WORK REQUEST:
Please copy out every line in the entries that includes the word "Equal".

+--

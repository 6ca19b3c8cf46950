//! Resend email notifier.
//!
//! Sends HTML messages through the Resend HTTP API:
//!
//! ```ignore
//! let notifier = ResendNotifier::new(ResendConfig::new(api_key, "Results <noreply@example.com>"));
//! notifier.notify(&notification).await?;
//! ```

use async_trait::async_trait;
use base64::{engine::general_purpose::STANDARD, Engine};
use reqwest::Client;
use secrecy::{ExposeSecret, Secret};
use serde::Serialize;
use std::time::Duration;

use crate::ports::{Notification, NotifyError, ResultNotifier};

/// Default Resend API endpoint.
pub const DEFAULT_RESEND_BASE_URL: &str = "https://api.resend.com";

/// Configuration for the Resend notifier.
#[derive(Debug, Clone)]
pub struct ResendConfig {
    api_key: Secret<String>,
    /// Value of the `from` field, e.g. `Name <addr@example.com>`.
    pub from: String,
    pub base_url: String,
    pub timeout: Duration,
}

impl ResendConfig {
    pub fn new(api_key: impl Into<String>, from: impl Into<String>) -> Self {
        Self {
            api_key: Secret::new(api_key.into()),
            from: from.into(),
            base_url: DEFAULT_RESEND_BASE_URL.to_string(),
            timeout: Duration::from_secs(30),
        }
    }

    pub fn with_base_url(mut self, url: impl Into<String>) -> Self {
        self.base_url = url.into();
        self
    }

    pub fn with_timeout(mut self, timeout: Duration) -> Self {
        self.timeout = timeout;
        self
    }

    fn api_key(&self) -> &str {
        self.api_key.expose_secret()
    }
}

/// Resend API request body.
#[derive(Debug, Serialize)]
struct SendEmailRequest<'a> {
    from: &'a str,
    to: Vec<&'a str>,
    subject: &'a str,
    html: &'a str,
    #[serde(skip_serializing_if = "Vec::is_empty")]
    attachments: Vec<EmailAttachment<'a>>,
}

#[derive(Debug, Serialize)]
struct EmailAttachment<'a> {
    filename: &'a str,
    content: String,
}

/// Notifier backed by the Resend API.
pub struct ResendNotifier {
    config: ResendConfig,
    client: Client,
}

impl ResendNotifier {
    pub fn new(config: ResendConfig) -> Self {
        let client = Client::builder()
            .timeout(config.timeout)
            .build()
            .unwrap_or_else(|_| Client::new());

        Self { config, client }
    }

    fn emails_url(&self) -> String {
        format!("{}/emails", self.config.base_url.trim_end_matches('/'))
    }

    fn to_request<'a>(&'a self, notification: &'a Notification) -> SendEmailRequest<'a> {
        SendEmailRequest {
            from: &self.config.from,
            to: vec![notification.recipient.as_str()],
            subject: &notification.subject,
            html: &notification.html_body,
            attachments: notification
                .attachment
                .iter()
                .map(|a| EmailAttachment {
                    filename: &a.file_name,
                    content: STANDARD.encode(&a.content),
                })
                .collect(),
        }
    }
}

#[async_trait]
impl ResultNotifier for ResendNotifier {
    fn is_configured(&self) -> bool {
        true
    }

    async fn notify(&self, notification: &Notification) -> Result<(), NotifyError> {
        let response = self
            .client
            .post(self.emails_url())
            .header("Authorization", format!("Bearer {}", self.config.api_key()))
            .json(&self.to_request(notification))
            .send()
            .await
            .map_err(|e| {
                tracing::warn!(error = %e, "Email transport failed");
                NotifyError::Transport(e.to_string())
            })?;

        let status = response.status();
        if !status.is_success() {
            let message = response.text().await.unwrap_or_default();
            tracing::warn!(status = status.as_u16(), "Email rejected by provider");
            return Err(NotifyError::Rejected {
                status: status.as_u16(),
                message,
            });
        }

        tracing::info!(recipient = %notification.recipient, "Result email sent");
        Ok(())
    }
}

/// Notifier used when no provider is configured.
#[derive(Debug, Clone, Default)]
pub struct NoopNotifier;

#[async_trait]
impl ResultNotifier for NoopNotifier {
    fn is_configured(&self) -> bool {
        false
    }

    async fn notify(&self, notification: &Notification) -> Result<(), NotifyError> {
        tracing::debug!(recipient = %notification.recipient, "Email not configured, skipping");
        Err(NotifyError::NotConfigured)
    }
}
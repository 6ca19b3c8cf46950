//! Runtime configuration.
//!
//! Values come from the process environment (and a `.env` file when
//! present) under the `TOPSIS` prefix, with `__` between nesting levels:
//!
//! ```text
//! TOPSIS__SERVER__PORT=8080
//! TOPSIS__UPLOAD__DIR=/var/lib/topsis/results
//! TOPSIS__EMAIL__RESEND_API_KEY=re_...
//! ```
//!
//! Unset values fall back to defaults that run a local development server
//! with email delivery turned off.

mod email;
mod error;
mod server;
mod upload;

pub use email::EmailConfig;
pub use error::{ConfigError, ValidationError};
pub use server::{CorsMode, Environment, ServerConfig};
pub use upload::UploadConfig;

use serde::Deserialize;

#[derive(Debug, Clone, Default, Deserialize)]
pub struct AppConfig {
    #[serde(default)]
    pub server: ServerConfig,

    #[serde(default)]
    pub upload: UploadConfig,

    /// Result delivery through Resend; disabled without an API key.
    #[serde(default)]
    pub email: EmailConfig,
}

impl AppConfig {
    /// Reads `.env` if present, then the `TOPSIS__*` environment.
    ///
    /// Only parsing is checked here; call [`AppConfig::validate`] before
    /// using the result.
    pub fn load() -> Result<Self, ConfigError> {
        dotenvy::dotenv().ok();

        let config = config::Config::builder()
            .add_source(
                config::Environment::default()
                    .prefix("TOPSIS")
                    .separator("__"),
            )
            .build()?
            .try_deserialize()?;

        Ok(config)
    }

    /// Checks each section in turn, stopping at the first problem.
    pub fn validate(&self) -> Result<(), ValidationError> {
        self.server.validate()?;
        self.upload.validate()?;
        self.email.validate()
    }

    pub fn is_production(&self) -> bool {
        self.server.is_production()
    }
}
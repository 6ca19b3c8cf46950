//! JSON table reader.

use serde_json::{Map, Value};

use crate::domain::topsis::{Cell, RawTable};
use crate::ports::{IngestError, TableFormat, TableReader};

/// Reads either an array of objects or a single object.
///
/// Column order follows the key order of the first object; keys first seen
/// in later objects are appended. Missing keys become empty cells.
#[derive(Debug, Clone, Default)]
pub struct JsonTableReader;

impl JsonTableReader {
    pub fn new() -> Self {
        Self
    }

    fn to_cell(value: &Value) -> Cell {
        match value {
            Value::Null => Cell::Empty,
            Value::Number(n) => n.as_f64().map(Cell::Number).unwrap_or(Cell::Empty),
            Value::String(s) => Cell::from_text(s),
            other => Cell::Text(other.to_string()),
        }
    }
}

impl TableReader for JsonTableReader {
    fn format(&self) -> TableFormat {
        TableFormat::Json
    }

    fn read(&self, bytes: &[u8]) -> Result<RawTable, IngestError> {
        if bytes.iter().all(u8::is_ascii_whitespace) {
            return Err(IngestError::Empty);
        }

        let value: Value = serde_json::from_slice(bytes)
            .map_err(|e| IngestError::malformed(TableFormat::Json, e.to_string()))?;

        let records: Vec<Map<String, Value>> = match value {
            Value::Array(items) => items
                .into_iter()
                .map(|item| match item {
                    Value::Object(map) => Ok(map),
                    _ => Err(IngestError::malformed(
                        TableFormat::Json,
                        "expected an array of objects",
                    )),
                })
                .collect::<Result<_, _>>()?,
            Value::Object(map) => vec![map],
            _ => {
                return Err(IngestError::malformed(
                    TableFormat::Json,
                    "expected an object or an array of objects",
                ))
            }
        };

        let mut headers: Vec<String> = Vec::new();
        for record in &records {
            for key in record.keys() {
                if !headers.contains(key) {
                    headers.push(key.clone());
                }
            }
        }

        if headers.is_empty() {
            return Err(IngestError::Empty);
        }

        let rows = records
            .iter()
            .map(|record| {
                headers
                    .iter()
                    .map(|key| record.get(key).map(Self::to_cell).unwrap_or(Cell::Empty))
                    .collect()
            })
            .collect();

        Ok(RawTable::new(headers, rows))
    }
}
//! Ranker - Orders alternatives by closeness and assigns rank numbers.

use std::cmp::Ordering;

/// Rank of every alternative, in input order.
///
/// Rank 1 goes to the highest score. Equal scores share a rank using
/// competition ranking: a tie group takes the position of its first member
/// and the next distinct score takes its own position (0.9, 0.9, 0.4 gives
/// 1, 1, 3).
pub fn rank(scores: &[f64]) -> Vec<usize> {
    let order = ranked_order(scores);
    let mut ranks = vec![0; scores.len()];

    for (position, &index) in order.iter().enumerate() {
        ranks[index] = match position {
            0 => 1,
            _ => {
                let previous = order[position - 1];
                if scores[previous] == scores[index] {
                    ranks[previous]
                } else {
                    position + 1
                }
            }
        };
    }

    ranks
}

/// Input indices sorted by score descending; exact ties keep input order.
pub fn ranked_order(scores: &[f64]) -> Vec<usize> {
    let mut order: Vec<usize> = (0..scores.len()).collect();
    order.sort_by(|&a, &b| {
        scores[b]
            .partial_cmp(&scores[a])
            .unwrap_or(Ordering::Equal)
    });
    order
}
//! Adapters - Implementations of port interfaces.
//!
//! Adapters connect the domain to external systems:
//! - `ingest` - CSV and JSON table readers
//! - `export` - CSV result writer and terminal table rendering
//! - `storage` - Local result file store
//! - `email` - Result delivery through Resend
//! - `http` - REST API

pub mod email;
pub mod export;
pub mod http;
pub mod ingest;
pub mod storage;

pub use email::{NoopNotifier, ResendConfig, ResendNotifier};
pub use export::{render_table, CsvResultWriter};
pub use ingest::{reader_for, CsvTableReader, JsonTableReader};
pub use storage::LocalResultStore;
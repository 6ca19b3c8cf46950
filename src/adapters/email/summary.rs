//! HTML summary of a finished analysis.

use crate::domain::topsis::{ImpactVector, Ranking, WeightVector};

/// Subject line of result emails.
pub const RESULT_SUBJECT: &str = "TOPSIS Analysis Results";

/// Rows listed in the summary table.
pub const SUMMARY_ROWS: usize = 5;

/// Escapes text for inclusion in HTML.
pub fn escape_html(text: &str) -> String {
    let mut escaped = String::with_capacity(text.len());
    for ch in text.chars() {
        match ch {
            '&' => escaped.push_str("&amp;"),
            '<' => escaped.push_str("&lt;"),
            '>' => escaped.push_str("&gt;"),
            '"' => escaped.push_str("&quot;"),
            '\'' => escaped.push_str("&#39;"),
            other => escaped.push(other),
        }
    }
    escaped
}

/// Builds the HTML body sent with the result file.
pub fn render_summary(ranking: &Ranking, weights: &WeightVector, impacts: &ImpactVector) -> String {
    let weights_text = weights
        .as_slice()
        .iter()
        .map(|w| w.to_string())
        .collect::<Vec<_>>()
        .join(", ");

    let rows: String = ranking
        .top(SUMMARY_ROWS)
        .iter()
        .map(|row| {
            format!(
                "<tr><td>{}</td><td>{}</td><td>{:.4}</td></tr>\n",
                row.rank,
                escape_html(&row.identifier),
                row.score
            )
        })
        .collect();

    format!(
        "<html>\n<body style=\"font-family: Arial, sans-serif;\">\n\
         <h2>TOPSIS Analysis Results</h2>\n\
         <p>Your TOPSIS analysis has been completed successfully.</p>\n\
         <h3>Analysis Summary</h3>\n\
         <ul>\n\
         <li><strong>Criteria:</strong> {criteria}</li>\n\
         <li><strong>Alternatives:</strong> {alternatives}</li>\n\
         <li><strong>Weights:</strong> {weights}</li>\n\
         <li><strong>Impacts:</strong> {impacts}</li>\n\
         </ul>\n\
         <h3>Top Results</h3>\n\
         <table border=\"1\" cellpadding=\"10\">\n\
         <tr><th>Rank</th><th>Alternative</th><th>Score</th></tr>\n\
         {rows}\
         </table>\n\
         <p style=\"margin-top: 20px; color: #666;\">Detailed results are attached to this email.</p>\n\
         </body>\n</html>\n",
        criteria = ranking.criteria.len(),
        alternatives = ranking.len(),
        weights = escape_html(&weights_text),
        impacts = escape_html(&impacts.joined()),
        rows = rows,
    )
}
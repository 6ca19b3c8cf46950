//! Export adapters - Rendering rankings for download and display.

mod csv_writer;
mod text_table;

pub use csv_writer::CsvResultWriter;
pub use text_table::{render_table, SCORE_PRECISION};
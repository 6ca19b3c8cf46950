//! Ranking - Scored, ranked result rows.

use serde::{Deserialize, Serialize};

/// One scored alternative.
#[derive(Debug, Clone, PartialEq, Serialize, Deserialize)]
pub struct ResultRow {
    pub identifier: String,
    /// Position of the alternative in the input matrix.
    pub input_index: usize,
    /// Original criterion values.
    pub values: Vec<f64>,
    /// Closeness coefficient in [0, 1].
    pub score: f64,
    /// Rank, 1 being best.
    pub rank: usize,
}

/// Result rows ordered best first, with the headers they were scored under.
#[derive(Debug, Clone, PartialEq, Serialize, Deserialize)]
pub struct Ranking {
    pub identifier_header: String,
    pub criteria: Vec<String>,
    pub rows: Vec<ResultRow>,
}

impl Ranking {
    /// Number of ranked alternatives.
    pub fn len(&self) -> usize {
        self.rows.len()
    }

    pub fn is_empty(&self) -> bool {
        self.rows.is_empty()
    }

    /// The top-ranked row.
    pub fn best(&self) -> Option<&ResultRow> {
        self.rows.first()
    }

    /// Up to `n` rows, best first.
    pub fn top(&self, n: usize) -> &[ResultRow] {
        &self.rows[..n.min(self.rows.len())]
    }

    /// Looks a row up by alternative identifier.
    pub fn get(&self, identifier: &str) -> Option<&ResultRow> {
        self.rows.iter().find(|row| row.identifier == identifier)
    }

    /// Rows in their original input order.
    pub fn in_input_order(&self) -> Vec<&ResultRow> {
        let mut rows: Vec<&ResultRow> = self.rows.iter().collect();
        rows.sort_by_key(|row| row.input_index);
        rows
    }

    /// Scores in original input order.
    pub fn scores(&self) -> Vec<f64> {
        self.in_input_order().iter().map(|row| row.score).collect()
    }

    /// Full header row: identifier, criteria, then the score and rank columns.
    pub fn columns(&self, score_column: &str, rank_column: &str) -> Vec<String> {
        std::iter::once(self.identifier_header.clone())
            .chain(self.criteria.iter().cloned())
            .chain([score_column.to_string(), rank_column.to_string()])
            .collect()
    }
}
//! Raw Table - Ingested tabular data before validation.

use serde::{Deserialize, Serialize};

/// A single ingested cell.
#[derive(Debug, Clone, PartialEq, Serialize, Deserialize)]
pub enum Cell {
    Text(String),
    Number(f64),
    Empty,
}

impl Cell {
    /// Classifies raw text: blank ⇒ `Empty`, numeric ⇒ `Number`, otherwise `Text`.
    pub fn from_text(raw: &str) -> Self {
        let trimmed = raw.trim();
        if trimmed.is_empty() {
            return Cell::Empty;
        }
        match trimmed.parse::<f64>() {
            Ok(value) if value.is_finite() => Cell::Number(value),
            _ => Cell::Text(trimmed.to_string()),
        }
    }

    /// Returns the numeric value, if this cell holds one.
    pub fn as_number(&self) -> Option<f64> {
        match self {
            Cell::Number(value) => Some(*value),
            _ => None,
        }
    }

    pub fn is_empty(&self) -> bool {
        matches!(self, Cell::Empty)
    }

    /// Renders the cell as it would appear in a delimited file.
    pub fn display(&self) -> String {
        match self {
            Cell::Text(text) => text.clone(),
            Cell::Number(value) => value.to_string(),
            Cell::Empty => String::new(),
        }
    }
}

/// Headers plus rows of cells, as handed over by an ingestion adapter.
///
/// The first column is expected to hold alternative identifiers and the
/// remaining columns criterion values; the Validator enforces this.
#[derive(Debug, Clone, Default, PartialEq, Serialize, Deserialize)]
pub struct RawTable {
    pub headers: Vec<String>,
    pub rows: Vec<Vec<Cell>>,
}

impl RawTable {
    /// Creates a table from headers and rows.
    pub fn new(headers: Vec<String>, rows: Vec<Vec<Cell>>) -> Self {
        Self { headers, rows }
    }

    /// Creates a table from text cells, classifying each one.
    pub fn from_text_rows(headers: Vec<impl Into<String>>, rows: Vec<Vec<&str>>) -> Self {
        Self {
            headers: headers.into_iter().map(Into::into).collect(),
            rows: rows
                .into_iter()
                .map(|row| row.into_iter().map(Cell::from_text).collect())
                .collect(),
        }
    }

    pub fn row_count(&self) -> usize {
        self.rows.len()
    }

    pub fn column_count(&self) -> usize {
        self.headers.len()
    }

    pub fn is_empty(&self) -> bool {
        self.rows.is_empty()
    }
}

#[cfg(test)]
mod tests {
    use super::*;

    #[test]
    fn cell_from_text_classifies_values() {
        assert_eq!(Cell::from_text("12.5"), Cell::Number(12.5));
        assert_eq!(Cell::from_text("  7 "), Cell::Number(7.0));
        assert_eq!(Cell::from_text("M1"), Cell::Text("M1".to_string()));
        assert_eq!(Cell::from_text("   "), Cell::Empty);
    }

    #[test]
    fn cell_from_text_keeps_non_finite_as_text() {
        assert_eq!(Cell::from_text("NaN"), Cell::Text("NaN".to_string()));
        assert_eq!(Cell::from_text("inf"), Cell::Text("inf".to_string()));
    }

    #[test]
    fn cell_display_round_trips_text() {
        assert_eq!(Cell::Text("A".to_string()).display(), "A");
        assert_eq!(Cell::Number(3.0).display(), "3");
        assert_eq!(Cell::Empty.display(), "");
    }

    #[test]
    fn from_text_rows_builds_table() {
        let table = RawTable::from_text_rows(
            vec!["Model", "RAM"],
            vec![vec!["M1", "256"], vec!["M2", ""]],
        );
        assert_eq!(table.column_count(), 2);
        assert_eq!(table.row_count(), 2);
        assert_eq!(table.rows[0][1], Cell::Number(256.0));
        assert!(table.rows[1][1].is_empty());
    }
}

+--

OUTPUT BELOW:
/// Rank 1 goes to the highest score. Equal scores share a rank using
            .unwrap_or(Ordering::Equal)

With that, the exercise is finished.